WHAT IS BEING ASKED => Go through the lines below, tally those that include the word "TrackerState", and give only the tally.

RECORD EXTRACTS =>
* * *

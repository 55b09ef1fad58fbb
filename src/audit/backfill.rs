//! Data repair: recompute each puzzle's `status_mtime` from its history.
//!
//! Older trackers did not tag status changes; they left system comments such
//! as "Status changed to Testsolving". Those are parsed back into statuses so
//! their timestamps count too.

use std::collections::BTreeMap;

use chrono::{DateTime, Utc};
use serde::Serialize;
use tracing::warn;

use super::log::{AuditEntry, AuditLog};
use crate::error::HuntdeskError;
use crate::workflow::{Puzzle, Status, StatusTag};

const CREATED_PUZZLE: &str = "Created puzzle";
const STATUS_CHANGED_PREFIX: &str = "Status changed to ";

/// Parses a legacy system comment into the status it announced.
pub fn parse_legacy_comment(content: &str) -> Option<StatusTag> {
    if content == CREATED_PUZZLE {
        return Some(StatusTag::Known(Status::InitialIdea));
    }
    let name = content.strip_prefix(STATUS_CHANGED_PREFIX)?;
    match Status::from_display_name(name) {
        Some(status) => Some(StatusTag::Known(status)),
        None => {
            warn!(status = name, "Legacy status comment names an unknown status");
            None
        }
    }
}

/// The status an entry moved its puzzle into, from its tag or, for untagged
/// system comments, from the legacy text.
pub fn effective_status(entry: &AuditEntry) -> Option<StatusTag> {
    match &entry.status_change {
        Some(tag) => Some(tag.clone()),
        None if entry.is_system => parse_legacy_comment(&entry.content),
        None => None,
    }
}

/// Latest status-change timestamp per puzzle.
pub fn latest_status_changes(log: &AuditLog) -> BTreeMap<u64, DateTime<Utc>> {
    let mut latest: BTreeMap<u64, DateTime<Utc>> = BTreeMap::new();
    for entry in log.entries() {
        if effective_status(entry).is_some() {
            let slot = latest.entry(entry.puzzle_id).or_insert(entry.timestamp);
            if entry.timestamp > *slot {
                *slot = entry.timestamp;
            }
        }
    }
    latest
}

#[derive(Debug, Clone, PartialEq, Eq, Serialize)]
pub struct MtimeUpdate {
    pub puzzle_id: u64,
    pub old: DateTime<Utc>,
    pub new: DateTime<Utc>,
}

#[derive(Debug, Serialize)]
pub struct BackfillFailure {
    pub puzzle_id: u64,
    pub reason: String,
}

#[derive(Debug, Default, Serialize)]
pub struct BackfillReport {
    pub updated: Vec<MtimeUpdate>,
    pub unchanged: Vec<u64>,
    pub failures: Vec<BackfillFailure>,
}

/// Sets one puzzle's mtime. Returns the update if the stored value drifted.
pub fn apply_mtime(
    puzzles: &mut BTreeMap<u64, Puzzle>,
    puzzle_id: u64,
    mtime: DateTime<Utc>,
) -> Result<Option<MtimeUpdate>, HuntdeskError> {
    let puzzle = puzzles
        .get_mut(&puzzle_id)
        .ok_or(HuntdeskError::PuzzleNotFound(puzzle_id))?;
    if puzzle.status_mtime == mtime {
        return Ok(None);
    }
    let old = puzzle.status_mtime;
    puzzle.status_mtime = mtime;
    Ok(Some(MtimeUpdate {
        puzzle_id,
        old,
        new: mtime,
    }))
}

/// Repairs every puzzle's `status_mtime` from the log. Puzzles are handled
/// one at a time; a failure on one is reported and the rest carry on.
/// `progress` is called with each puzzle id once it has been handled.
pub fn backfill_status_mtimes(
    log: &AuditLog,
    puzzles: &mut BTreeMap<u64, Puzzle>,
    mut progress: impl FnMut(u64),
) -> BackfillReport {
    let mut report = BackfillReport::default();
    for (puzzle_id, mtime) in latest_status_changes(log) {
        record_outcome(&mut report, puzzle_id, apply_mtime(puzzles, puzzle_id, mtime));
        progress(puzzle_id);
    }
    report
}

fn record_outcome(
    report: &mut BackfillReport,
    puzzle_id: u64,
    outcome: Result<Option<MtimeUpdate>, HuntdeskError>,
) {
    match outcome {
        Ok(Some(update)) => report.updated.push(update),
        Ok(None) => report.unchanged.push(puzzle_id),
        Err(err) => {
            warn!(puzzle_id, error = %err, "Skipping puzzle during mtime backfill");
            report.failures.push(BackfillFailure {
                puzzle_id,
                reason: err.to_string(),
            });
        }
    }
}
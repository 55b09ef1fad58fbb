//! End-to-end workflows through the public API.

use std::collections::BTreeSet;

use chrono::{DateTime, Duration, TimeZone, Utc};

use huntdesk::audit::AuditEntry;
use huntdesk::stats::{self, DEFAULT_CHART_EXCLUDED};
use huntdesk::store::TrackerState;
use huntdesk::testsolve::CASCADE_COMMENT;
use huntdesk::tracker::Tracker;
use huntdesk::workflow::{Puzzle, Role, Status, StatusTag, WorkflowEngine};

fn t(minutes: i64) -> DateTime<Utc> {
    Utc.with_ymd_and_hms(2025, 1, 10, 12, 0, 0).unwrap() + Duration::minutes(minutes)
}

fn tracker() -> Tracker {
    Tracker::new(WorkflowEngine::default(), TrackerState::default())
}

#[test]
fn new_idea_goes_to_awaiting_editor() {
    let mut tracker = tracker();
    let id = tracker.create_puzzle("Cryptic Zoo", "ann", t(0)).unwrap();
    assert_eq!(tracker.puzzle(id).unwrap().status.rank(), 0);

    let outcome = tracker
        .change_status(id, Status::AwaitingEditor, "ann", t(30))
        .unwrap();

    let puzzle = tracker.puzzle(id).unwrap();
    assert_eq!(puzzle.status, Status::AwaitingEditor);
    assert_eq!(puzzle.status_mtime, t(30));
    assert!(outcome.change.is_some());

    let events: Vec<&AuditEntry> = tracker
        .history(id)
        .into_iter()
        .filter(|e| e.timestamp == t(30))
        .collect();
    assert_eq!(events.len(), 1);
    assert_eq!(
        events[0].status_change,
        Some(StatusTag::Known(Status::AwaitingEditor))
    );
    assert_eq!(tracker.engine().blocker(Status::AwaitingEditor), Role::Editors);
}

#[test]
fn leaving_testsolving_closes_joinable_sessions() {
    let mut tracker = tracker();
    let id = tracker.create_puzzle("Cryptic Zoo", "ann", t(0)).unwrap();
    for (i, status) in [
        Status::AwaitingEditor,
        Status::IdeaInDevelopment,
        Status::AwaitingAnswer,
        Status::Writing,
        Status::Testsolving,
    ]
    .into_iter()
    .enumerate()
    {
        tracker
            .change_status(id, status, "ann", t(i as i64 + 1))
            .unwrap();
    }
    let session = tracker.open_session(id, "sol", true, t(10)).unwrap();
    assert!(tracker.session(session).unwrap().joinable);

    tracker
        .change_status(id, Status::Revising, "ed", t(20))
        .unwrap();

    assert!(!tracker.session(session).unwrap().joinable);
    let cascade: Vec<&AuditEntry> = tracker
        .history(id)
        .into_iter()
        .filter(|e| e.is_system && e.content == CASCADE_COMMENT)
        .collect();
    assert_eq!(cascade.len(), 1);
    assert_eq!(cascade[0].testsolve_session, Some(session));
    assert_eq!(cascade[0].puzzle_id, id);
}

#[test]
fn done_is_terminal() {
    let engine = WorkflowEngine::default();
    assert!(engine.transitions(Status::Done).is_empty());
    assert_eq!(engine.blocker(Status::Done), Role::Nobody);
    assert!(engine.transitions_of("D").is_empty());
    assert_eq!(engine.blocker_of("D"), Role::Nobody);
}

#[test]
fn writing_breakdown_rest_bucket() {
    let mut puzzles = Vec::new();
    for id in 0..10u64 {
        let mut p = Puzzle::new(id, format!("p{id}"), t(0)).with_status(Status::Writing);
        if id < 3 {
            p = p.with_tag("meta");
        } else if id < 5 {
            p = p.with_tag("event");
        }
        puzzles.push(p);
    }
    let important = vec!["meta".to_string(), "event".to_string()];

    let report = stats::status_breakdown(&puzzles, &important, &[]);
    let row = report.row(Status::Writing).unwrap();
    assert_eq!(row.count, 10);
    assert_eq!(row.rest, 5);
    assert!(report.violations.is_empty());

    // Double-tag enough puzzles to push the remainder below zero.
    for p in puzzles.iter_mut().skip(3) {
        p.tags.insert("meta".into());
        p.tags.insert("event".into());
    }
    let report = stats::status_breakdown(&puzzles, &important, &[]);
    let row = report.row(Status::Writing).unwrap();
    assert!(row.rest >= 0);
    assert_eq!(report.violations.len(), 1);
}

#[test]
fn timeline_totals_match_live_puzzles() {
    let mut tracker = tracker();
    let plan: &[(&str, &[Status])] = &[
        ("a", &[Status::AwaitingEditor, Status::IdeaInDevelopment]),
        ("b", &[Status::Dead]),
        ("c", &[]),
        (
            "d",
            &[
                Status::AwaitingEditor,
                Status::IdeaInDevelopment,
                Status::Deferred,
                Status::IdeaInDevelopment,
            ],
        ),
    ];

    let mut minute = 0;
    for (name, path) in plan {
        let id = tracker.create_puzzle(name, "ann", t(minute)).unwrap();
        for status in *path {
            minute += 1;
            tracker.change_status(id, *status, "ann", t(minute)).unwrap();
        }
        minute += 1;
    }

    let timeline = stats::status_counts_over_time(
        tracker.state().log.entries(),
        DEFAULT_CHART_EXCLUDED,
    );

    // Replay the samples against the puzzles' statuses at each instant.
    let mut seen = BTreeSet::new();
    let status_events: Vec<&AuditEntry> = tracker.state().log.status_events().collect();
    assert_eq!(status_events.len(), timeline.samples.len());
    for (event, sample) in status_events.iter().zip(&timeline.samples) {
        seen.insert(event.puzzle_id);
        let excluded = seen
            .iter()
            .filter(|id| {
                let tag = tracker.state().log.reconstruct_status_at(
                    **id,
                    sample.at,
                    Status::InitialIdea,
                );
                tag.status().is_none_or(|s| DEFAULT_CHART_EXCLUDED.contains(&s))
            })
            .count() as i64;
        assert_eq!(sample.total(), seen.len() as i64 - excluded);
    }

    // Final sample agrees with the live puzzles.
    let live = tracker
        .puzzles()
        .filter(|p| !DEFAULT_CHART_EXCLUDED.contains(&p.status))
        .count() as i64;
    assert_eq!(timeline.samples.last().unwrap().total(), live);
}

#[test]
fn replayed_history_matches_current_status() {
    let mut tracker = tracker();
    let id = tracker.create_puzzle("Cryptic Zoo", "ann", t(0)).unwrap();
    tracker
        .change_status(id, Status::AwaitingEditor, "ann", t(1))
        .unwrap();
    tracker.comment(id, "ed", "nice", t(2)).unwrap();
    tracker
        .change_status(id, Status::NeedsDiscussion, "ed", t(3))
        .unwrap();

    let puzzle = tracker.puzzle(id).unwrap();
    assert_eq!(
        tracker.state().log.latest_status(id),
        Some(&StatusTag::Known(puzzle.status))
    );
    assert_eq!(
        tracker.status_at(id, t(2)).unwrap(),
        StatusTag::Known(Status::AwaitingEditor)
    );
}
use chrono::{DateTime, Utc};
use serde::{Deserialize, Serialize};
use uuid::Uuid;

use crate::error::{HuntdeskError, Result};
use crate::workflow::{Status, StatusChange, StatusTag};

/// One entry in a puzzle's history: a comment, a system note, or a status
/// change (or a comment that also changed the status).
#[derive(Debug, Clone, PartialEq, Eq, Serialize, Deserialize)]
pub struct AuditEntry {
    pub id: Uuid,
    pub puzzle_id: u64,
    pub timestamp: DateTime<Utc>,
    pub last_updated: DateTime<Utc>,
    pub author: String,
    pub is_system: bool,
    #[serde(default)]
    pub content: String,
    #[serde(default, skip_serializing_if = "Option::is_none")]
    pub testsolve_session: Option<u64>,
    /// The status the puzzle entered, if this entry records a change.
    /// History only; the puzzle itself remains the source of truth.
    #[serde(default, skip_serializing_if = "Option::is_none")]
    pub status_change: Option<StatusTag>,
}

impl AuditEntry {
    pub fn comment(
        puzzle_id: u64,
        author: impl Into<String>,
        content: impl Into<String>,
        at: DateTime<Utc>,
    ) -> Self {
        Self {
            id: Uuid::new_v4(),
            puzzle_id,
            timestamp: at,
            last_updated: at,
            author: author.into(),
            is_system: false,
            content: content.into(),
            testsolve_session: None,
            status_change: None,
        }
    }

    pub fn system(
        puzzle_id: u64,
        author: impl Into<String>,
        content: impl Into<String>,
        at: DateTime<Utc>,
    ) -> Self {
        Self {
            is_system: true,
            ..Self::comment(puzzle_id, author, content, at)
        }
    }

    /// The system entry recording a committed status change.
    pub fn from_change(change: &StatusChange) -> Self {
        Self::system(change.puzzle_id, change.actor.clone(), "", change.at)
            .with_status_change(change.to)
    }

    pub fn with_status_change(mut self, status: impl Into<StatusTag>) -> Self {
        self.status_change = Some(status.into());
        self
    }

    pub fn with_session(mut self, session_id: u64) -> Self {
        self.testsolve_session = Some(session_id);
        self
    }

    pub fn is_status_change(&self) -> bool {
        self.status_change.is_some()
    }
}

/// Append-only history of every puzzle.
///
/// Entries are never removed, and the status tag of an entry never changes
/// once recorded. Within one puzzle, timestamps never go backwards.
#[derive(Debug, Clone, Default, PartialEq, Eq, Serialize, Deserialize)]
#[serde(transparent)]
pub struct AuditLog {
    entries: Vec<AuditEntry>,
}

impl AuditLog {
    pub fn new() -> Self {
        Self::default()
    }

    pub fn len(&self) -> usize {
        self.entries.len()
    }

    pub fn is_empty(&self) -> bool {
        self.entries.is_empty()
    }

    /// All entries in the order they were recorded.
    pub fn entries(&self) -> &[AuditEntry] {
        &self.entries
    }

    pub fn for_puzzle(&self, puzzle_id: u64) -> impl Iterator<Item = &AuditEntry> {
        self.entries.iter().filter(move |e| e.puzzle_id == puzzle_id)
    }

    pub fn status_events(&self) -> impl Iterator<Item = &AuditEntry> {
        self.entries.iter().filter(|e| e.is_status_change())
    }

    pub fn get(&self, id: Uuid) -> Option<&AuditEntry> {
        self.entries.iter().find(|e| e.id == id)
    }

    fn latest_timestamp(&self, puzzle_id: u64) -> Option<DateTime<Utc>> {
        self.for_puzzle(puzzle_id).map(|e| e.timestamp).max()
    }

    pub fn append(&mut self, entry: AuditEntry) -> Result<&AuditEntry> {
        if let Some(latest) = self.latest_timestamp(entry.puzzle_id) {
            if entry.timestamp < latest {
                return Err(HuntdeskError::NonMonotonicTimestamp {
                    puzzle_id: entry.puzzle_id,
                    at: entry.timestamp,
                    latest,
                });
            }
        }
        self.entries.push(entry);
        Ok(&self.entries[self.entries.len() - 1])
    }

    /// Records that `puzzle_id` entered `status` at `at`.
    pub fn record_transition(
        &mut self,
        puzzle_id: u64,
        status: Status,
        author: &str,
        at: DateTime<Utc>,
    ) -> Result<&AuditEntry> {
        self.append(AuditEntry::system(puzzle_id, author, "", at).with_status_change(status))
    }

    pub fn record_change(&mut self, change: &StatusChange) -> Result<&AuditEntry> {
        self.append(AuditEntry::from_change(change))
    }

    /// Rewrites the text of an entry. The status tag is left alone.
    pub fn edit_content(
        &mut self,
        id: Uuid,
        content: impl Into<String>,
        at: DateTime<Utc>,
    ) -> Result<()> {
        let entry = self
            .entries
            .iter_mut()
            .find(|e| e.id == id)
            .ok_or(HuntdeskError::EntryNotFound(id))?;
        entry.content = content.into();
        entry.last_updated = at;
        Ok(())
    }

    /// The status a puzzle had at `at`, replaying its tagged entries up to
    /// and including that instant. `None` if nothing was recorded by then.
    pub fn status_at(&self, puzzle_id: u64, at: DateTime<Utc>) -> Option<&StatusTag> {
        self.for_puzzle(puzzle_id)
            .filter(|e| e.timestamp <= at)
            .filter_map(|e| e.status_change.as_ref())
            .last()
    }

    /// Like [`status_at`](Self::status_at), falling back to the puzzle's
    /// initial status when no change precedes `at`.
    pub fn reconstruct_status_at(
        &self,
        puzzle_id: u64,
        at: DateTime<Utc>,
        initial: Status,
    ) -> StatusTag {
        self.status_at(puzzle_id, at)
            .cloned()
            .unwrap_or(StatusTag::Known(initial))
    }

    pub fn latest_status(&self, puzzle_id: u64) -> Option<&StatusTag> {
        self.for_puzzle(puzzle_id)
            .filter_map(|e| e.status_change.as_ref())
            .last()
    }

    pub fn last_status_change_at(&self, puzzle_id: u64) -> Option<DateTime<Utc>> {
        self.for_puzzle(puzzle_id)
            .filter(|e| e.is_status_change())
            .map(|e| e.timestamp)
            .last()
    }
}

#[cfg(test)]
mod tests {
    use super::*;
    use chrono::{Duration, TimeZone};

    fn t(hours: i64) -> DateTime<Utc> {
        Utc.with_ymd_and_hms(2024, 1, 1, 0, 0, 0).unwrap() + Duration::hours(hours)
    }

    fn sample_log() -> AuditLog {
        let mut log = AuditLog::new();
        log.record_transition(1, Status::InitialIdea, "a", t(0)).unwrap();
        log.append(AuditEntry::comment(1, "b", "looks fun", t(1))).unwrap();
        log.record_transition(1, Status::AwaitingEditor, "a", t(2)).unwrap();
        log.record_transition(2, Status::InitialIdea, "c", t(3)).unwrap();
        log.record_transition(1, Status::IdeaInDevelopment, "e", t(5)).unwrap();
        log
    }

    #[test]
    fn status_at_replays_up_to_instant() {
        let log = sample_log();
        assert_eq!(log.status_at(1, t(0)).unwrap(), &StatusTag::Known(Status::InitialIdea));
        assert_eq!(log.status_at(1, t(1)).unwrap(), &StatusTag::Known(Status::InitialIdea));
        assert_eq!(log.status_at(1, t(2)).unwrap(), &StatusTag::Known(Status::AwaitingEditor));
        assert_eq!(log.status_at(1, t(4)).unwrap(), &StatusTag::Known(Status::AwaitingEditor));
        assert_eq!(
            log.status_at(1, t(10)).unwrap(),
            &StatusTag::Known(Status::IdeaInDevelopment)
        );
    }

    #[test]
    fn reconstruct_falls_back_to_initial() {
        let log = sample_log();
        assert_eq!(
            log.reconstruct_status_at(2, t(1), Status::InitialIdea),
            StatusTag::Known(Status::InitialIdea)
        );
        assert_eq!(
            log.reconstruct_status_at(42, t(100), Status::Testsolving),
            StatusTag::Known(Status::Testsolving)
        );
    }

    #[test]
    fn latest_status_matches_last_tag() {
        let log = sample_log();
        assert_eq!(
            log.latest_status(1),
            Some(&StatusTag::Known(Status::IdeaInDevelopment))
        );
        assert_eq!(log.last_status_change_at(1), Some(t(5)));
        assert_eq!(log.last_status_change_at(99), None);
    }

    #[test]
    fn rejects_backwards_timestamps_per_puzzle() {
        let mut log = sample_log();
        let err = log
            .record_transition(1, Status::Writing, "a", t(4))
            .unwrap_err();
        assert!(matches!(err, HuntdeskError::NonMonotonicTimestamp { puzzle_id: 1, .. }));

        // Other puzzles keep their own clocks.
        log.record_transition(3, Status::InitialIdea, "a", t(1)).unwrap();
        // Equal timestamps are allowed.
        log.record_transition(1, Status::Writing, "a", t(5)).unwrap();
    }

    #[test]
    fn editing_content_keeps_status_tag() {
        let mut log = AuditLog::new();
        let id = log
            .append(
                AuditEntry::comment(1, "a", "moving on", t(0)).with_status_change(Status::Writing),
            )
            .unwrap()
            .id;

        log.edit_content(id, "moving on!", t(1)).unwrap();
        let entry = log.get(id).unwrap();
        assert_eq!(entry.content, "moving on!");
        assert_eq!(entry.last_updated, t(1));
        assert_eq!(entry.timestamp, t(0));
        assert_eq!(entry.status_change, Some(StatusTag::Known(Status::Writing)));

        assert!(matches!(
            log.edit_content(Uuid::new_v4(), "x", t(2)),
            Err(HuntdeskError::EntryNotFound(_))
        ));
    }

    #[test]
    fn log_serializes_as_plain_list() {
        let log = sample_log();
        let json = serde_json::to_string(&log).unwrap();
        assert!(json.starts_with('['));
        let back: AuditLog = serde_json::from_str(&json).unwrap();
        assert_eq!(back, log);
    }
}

* * *

ANSWER TO THE EXERCISE => 2